───── SUPPLIED RECORDS ─────

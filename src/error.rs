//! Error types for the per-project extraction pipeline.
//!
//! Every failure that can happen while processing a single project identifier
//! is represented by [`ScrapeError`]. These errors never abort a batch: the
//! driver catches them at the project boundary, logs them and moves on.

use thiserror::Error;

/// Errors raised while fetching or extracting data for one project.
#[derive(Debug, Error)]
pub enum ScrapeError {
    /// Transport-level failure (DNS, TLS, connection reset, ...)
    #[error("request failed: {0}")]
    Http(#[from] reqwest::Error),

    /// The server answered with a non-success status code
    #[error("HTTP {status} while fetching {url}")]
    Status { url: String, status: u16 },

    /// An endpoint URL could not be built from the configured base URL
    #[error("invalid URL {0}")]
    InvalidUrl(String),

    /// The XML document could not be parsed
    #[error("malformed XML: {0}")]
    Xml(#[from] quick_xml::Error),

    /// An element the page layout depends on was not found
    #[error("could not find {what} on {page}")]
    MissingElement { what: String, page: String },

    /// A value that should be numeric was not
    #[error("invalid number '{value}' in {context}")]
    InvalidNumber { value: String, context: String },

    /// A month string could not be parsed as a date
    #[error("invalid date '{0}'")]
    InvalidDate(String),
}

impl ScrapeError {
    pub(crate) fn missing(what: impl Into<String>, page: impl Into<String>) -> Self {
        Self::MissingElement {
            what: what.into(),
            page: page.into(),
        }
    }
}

─────
───── SUPPLIED RECORDS ─────

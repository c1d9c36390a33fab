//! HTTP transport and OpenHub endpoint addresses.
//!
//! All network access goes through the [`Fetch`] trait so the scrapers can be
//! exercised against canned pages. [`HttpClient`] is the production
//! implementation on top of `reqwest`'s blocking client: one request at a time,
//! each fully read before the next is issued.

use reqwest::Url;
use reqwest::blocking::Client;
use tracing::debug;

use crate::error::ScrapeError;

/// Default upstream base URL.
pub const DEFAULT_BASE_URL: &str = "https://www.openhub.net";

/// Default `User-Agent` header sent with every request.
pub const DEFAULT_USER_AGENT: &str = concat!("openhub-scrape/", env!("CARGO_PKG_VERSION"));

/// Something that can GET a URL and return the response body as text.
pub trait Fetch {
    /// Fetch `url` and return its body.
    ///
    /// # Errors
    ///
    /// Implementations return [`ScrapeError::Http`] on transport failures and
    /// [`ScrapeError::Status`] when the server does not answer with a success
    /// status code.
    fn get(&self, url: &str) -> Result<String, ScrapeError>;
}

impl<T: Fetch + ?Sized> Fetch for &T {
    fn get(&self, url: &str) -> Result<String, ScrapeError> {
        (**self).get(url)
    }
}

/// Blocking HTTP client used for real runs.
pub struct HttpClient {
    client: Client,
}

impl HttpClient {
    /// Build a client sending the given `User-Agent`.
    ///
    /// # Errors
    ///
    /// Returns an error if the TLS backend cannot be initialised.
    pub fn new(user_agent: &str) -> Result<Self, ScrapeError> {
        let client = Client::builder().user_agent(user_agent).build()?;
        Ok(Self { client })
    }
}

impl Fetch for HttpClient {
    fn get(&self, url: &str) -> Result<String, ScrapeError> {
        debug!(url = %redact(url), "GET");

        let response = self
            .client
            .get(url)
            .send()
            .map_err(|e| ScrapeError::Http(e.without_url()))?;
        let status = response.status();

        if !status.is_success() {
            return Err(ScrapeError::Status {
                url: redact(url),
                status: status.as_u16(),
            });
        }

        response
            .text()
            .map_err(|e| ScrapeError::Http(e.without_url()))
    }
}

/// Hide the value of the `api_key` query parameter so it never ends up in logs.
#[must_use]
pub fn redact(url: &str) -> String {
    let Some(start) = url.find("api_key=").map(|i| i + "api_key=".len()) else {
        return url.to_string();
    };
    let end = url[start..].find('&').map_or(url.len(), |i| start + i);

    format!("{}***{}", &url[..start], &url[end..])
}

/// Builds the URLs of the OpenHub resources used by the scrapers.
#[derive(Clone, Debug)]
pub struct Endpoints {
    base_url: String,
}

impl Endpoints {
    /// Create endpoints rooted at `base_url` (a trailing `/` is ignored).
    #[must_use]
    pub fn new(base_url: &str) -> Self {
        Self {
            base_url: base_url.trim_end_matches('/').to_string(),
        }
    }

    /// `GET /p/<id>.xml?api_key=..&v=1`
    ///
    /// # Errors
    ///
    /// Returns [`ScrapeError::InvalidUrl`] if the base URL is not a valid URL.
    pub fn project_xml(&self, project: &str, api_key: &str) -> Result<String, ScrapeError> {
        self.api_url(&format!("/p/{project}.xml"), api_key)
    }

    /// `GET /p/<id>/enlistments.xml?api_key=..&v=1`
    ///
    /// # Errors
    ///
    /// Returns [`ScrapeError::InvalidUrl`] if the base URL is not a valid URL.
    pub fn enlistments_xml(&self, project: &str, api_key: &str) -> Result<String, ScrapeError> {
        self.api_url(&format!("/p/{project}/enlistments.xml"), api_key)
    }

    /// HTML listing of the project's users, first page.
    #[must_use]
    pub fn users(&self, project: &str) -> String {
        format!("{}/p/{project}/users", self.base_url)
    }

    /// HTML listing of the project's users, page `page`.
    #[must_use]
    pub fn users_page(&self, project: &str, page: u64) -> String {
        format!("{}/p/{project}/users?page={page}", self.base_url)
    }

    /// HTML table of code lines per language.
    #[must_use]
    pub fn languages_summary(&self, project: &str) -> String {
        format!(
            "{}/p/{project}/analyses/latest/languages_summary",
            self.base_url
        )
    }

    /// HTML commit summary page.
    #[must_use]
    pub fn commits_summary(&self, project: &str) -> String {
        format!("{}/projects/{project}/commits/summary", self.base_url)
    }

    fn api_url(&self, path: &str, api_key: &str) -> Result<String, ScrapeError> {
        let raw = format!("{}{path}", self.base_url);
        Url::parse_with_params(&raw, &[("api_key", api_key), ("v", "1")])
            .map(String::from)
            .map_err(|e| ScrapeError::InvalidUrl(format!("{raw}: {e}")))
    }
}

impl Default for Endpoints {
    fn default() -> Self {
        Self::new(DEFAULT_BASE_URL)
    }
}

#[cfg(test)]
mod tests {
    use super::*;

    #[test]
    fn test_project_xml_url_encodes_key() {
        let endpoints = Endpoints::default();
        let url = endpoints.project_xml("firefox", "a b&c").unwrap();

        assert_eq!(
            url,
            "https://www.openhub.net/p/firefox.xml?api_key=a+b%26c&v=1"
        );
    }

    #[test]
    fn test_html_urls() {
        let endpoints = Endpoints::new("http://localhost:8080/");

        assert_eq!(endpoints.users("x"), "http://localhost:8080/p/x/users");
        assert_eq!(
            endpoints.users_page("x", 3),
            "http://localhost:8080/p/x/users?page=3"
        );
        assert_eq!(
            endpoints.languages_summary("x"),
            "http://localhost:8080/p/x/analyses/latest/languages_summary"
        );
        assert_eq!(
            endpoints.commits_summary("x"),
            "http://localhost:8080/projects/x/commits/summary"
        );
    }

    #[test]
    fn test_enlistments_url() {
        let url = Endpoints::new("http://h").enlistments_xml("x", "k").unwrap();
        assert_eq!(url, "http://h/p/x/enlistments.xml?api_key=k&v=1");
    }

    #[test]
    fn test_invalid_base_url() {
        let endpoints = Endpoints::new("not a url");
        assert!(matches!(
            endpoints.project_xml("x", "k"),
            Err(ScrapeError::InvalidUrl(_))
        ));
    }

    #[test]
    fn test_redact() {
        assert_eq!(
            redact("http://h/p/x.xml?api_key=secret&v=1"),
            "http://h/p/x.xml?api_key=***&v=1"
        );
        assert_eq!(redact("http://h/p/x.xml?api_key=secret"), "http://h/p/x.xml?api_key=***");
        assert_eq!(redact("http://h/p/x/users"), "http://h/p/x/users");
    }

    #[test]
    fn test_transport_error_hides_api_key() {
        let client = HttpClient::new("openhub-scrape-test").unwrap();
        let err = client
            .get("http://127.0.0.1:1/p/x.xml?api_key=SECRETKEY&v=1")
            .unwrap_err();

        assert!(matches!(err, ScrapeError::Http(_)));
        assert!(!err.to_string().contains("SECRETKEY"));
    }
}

─────
───── SUPPLIED RECORDS ─────

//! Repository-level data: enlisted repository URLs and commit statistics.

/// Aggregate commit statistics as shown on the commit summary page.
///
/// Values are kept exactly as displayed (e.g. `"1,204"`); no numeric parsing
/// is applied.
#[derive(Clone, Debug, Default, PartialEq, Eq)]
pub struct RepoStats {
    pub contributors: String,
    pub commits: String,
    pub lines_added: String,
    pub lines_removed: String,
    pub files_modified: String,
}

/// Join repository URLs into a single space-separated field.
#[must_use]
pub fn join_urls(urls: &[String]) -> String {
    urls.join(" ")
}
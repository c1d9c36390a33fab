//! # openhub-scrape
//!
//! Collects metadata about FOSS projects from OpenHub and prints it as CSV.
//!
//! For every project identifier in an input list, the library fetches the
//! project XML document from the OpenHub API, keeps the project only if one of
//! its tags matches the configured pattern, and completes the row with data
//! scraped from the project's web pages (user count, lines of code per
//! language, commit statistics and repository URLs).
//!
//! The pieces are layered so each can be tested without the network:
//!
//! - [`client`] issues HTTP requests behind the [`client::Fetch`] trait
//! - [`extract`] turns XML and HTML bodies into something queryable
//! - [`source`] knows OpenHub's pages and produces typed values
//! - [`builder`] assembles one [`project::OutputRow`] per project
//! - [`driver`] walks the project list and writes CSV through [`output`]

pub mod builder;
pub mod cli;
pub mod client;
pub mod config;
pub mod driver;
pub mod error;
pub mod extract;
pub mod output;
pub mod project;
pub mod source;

─────

## REQUIRED WORK
Could you write out, exactly as they stand, only the lines above that begin at the line with "filename src/error.rs" and stop after the line with "a batch: the"?

## EXERCISE ANSWER
filename src/error.rs
//! Error types for the per-project extraction pipeline.
//!
//! Every failure that can happen while processing a single project identifier
//! is represented by [`ScrapeError`]. These errors never abort a batch: the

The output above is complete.